The Conference on Jewish Material Claims Against Germany released the findings to coincide with International Holocaust Remembrance Day. Based on the data 33 percent of Americans think “substantially less” than six million Jewish people were killed in the Holocaust. The findings also show that 70 percent of U.S. citizens believe people care less about the Holocaust than previous generations, while more half — 58 percent — believe a Holocaust-like event could occur again. On the positive side, 93 percent said the Holocaust should be taught in schools and 96 percent believe that it actually happened.

“People have the responsibility to ensure ‘never again,’” said Dr. Isma Chaudhry, the head of the Islamic Center of Long Island in Westbury. “As Martin Luther King said, ‘We brothers and sisters have to learn to be each other’s keeper.’”

Throughout the program songs were sung, including “Lift Every Voice and Sing,” “Shema Yisrael,” “Somewhere Over the Rainbow” and “We Shall Overcome,” meant to unite everyone and reverse the sentiments of bigotry and hatred.

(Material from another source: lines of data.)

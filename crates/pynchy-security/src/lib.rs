//! Layered security for agent side-effects: the trust-based policy engine,
//! per-invocation gate registry, the Cop LLM inspector, untrusted-content
//! fencing, the bash three-tier cascade, the human-approval file protocol,
//! and the admin clean-room startup validation.

pub mod approval;
pub mod bash;
pub mod clean_room;
pub mod cop;
pub mod fencing;
pub mod gate;
pub mod policy;
pub mod questions;
pub mod scanner;

pub use cop::{Cop, CopVerdict};
pub use gate::{GateRegistry, SecurityGate};
pub use policy::{PolicyDecision, SecurityPolicy};
//! Approval-decision processing.
//!
//! A decision file in `approval_decisions/` resolves a pending approval:
//! approved requests re-enter their handler with `_cop_approved` set (so
//! downstream gates do not re-trigger), denials write a "Denied by user"
//! error response. Both files are removed either way, and an audit event
//! is recorded. The pending file is the canonical state; only this
//! processor deletes it.

use std::path::Path;
use std::sync::Arc;

use pynchy_security::approval::{
    pending_approvals_dir, remove_approval_files, ApprovalDecision, PendingApproval,
};
use pynchy_store::SecurityEvent;
use serde_json::Value;
use tracing::{error, info, warn};

use crate::deps::IpcDeps;
use crate::registry::HandlerRegistry;
use crate::write::{error_response, ipc_response_path, write_ipc_response};

pub async fn process_approval_decision(
    decision_path: &Path,
    source_group: &str,
    registry: &HandlerRegistry,
    deps: Arc<IpcDeps>,
) {
    let decision: ApprovalDecision = match std::fs::read_to_string(decision_path)
        .map_err(|e| e.to_string())
        .and_then(|text| serde_json::from_str(&text).map_err(|e| e.to_string()))
    {
        Ok(d) => d,
        Err(e) => {
            error!(path = %decision_path.display(), error = %e, "unreadable decision file");
            let _ = std::fs::remove_file(decision_path);
            return;
        }
    };

    let ipc_root = deps.config.ipc_root();
    let pending_path =
        pending_approvals_dir(&ipc_root, source_group).join(format!("{}.json", decision.request_id));
    if !pending_path.exists() {
        warn!(request_id = %decision.request_id, "no pending approval for decision");
        let _ = std::fs::remove_file(decision_path);
        return;
    }

    let pending: PendingApproval = match std::fs::read_to_string(&pending_path)
        .map_err(|e| e.to_string())
        .and_then(|text| serde_json::from_str(&text).map_err(|e| e.to_string()))
    {
        Ok(p) => p,
        Err(e) => {
            error!(path = %pending_path.display(), error = %e, "unreadable pending file");
            let _ = std::fs::remove_file(decision_path);
            let _ = std::fs::remove_file(&pending_path);
            return;
        }
    };

    if decision.approved {
        execute_approved(&pending, source_group, registry, &deps).await;
    } else {
        let path = ipc_response_path(&ipc_root, source_group, &pending.request_id);
        if let Err(e) = write_ipc_response(&path, &error_response("Denied by user")) {
            warn!(error = %e, "failed to write denial response");
        }
        info!(request_id = %pending.request_id, tool = %pending.tool_name, "request denied by user");
    }

    let _ = deps.store.record_security_event(&SecurityEvent {
        chat_jid: pending.chat_jid.clone(),
        workspace: source_group.to_string(),
        tool_name: pending.tool_name.clone(),
        decision: if decision.approved {
            "approved_by_user".into()
        } else {
            "denied_by_user".into()
        },
        corruption_tainted: false,
        secret_tainted: false,
        reason: decision.decided_by.map(|by| format!("decided by {by}")),
        request_id: Some(pending.request_id.clone()),
    });

    remove_approval_files(&ipc_root, source_group, &pending.request_id);
}

async fn execute_approved(
    pending: &PendingApproval,
    source_group: &str,
    registry: &HandlerRegistry,
    deps: &Arc<IpcDeps>,
) {
    let ipc_root = deps.config.ipc_root();
    let mut request = pending.request_data.clone();
    if let Some(obj) = request.as_object_mut() {
        obj.insert("_cop_approved".into(), Value::Bool(true));
    }

    match pending.handler_type.as_str() {
        // Host-mutating operations re-enter the dispatch registry. Admin
        // checks already passed before the gate fired.
        "ipc" => {
            registry.dispatch(request, source_group, true, Arc::clone(deps)).await;
            info!(request_id = %pending.request_id, "approved IPC request re-dispatched");
        }
        // Service requests execute directly against the tool router.
        _ => {
            let tool = &pending.tool_name;
            let body = if tool == "Bash" {
                // Bash approvals answer the original security check — the
                // container's hook re-runs the command itself.
                serde_json::json!({ "decision": "allow" })
            } else if deps.services.has_tool(tool) {
                match deps.services.call(tool, request).await {
                    Ok(response) => response,
                    Err(e) => error_response(format!("Execution failed: {e}")),
                }
            } else {
                warn!(tool = %tool, "approved tool no longer available");
                error_response(format!("Approved but tool '{tool}' is no longer available"))
            };
            let path = ipc_response_path(&ipc_root, source_group, &pending.request_id);
            if let Err(e) = write_ipc_response(&path, &body) {
                warn!(error = %e, "failed to write approved response");
            }
            info!(request_id = %pending.request_id, tool = %pending.tool_name, "approved request executed");
        }
    }
}
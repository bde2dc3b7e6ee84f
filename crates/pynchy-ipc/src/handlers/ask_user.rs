//! `ask_user` — the agent poses questions and blocks until the user
//! answers through a channel widget or the pending entry expires.

use std::sync::Arc;

use pynchy_security::questions::{create_pending_question, QuestionBlock};
use serde_json::Value;
use tracing::{info, warn};

use crate::deps::IpcDeps;

pub async fn handle_ask_user(
    data: Value,
    source_group: String,
    _is_admin: bool,
    deps: Arc<IpcDeps>,
) {
    let Some(request_id) = data.get("request_id").and_then(|v| v.as_str()).map(String::from)
    else {
        warn!(group = %source_group, "ask_user missing request_id");
        return;
    };

    let questions: Vec<QuestionBlock> = data
        .get("questions")
        .and_then(|v| serde_json::from_value(v.clone()).ok())
        .unwrap_or_default();
    if questions.is_empty() {
        warn!(group = %source_group, "ask_user with no questions — dropped");
        return;
    }

    let chat_jid = deps
        .resolve_chat_jid(&source_group)
        .unwrap_or_else(|| "unknown".to_string());
    let channel_name = data
        .get("channel")
        .and_then(|v| v.as_str())
        .unwrap_or_default()
        .to_string();
    let session_id = deps
        .store
        .get_session(&source_group)
        .ok()
        .flatten()
        .unwrap_or_default();

    if let Err(e) = create_pending_question(
        &deps.config.ipc_root(),
        &request_id,
        &source_group,
        &chat_jid,
        &channel_name,
        &session_id,
        questions.clone(),
        None,
    ) {
        warn!(error = %e, "failed to create pending question");
        return;
    }

    // Text fallback so channels without widget support still surface it.
    let mut lines = vec!["\u{2753} The agent has a question:".to_string()];
    for q in &questions {
        lines.push(format!("  {}", q.question));
        if !q.options.is_empty() {
            lines.push(format!("    options: {}", q.options.join(" / ")));
        }
    }
    deps.broadcaster.broadcast(&chat_jid, &lines.join("\n")).await;
    info!(group = %source_group, request_id, "pending question posted");
    // No response file — answered via the questions protocol.
}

Gill called the time of the concentration camps “the worst time, the most barbaric time.” He also noted the words of MLK saying that the slain civil rights leader reminds us to take action when confronted with anti-Semitism, hate and prejudice. “It may might not be an easy path, but it is one we should take and we shall,” he said.

Rabbi Joseph Potasnik, executive vice president of the New York Board of Rabbis and senior rabbi at Congregation Mt. Sinai in Brooklyn, is the only surviving child of Holocaust survivors. Five siblings perished in the genocide.

Noting the mass shootings in a Charleston church in 2015 and a Pittsburgh synagogue on Oct. 27, Potasnik said, “All of us need to open doors for each other. All faiths came together after to say we stand with you.”

Recalling a conversation with someone about the phrase “never again,” he said we have to work to ensure that, “never again is an exclamation mark not a question mark.”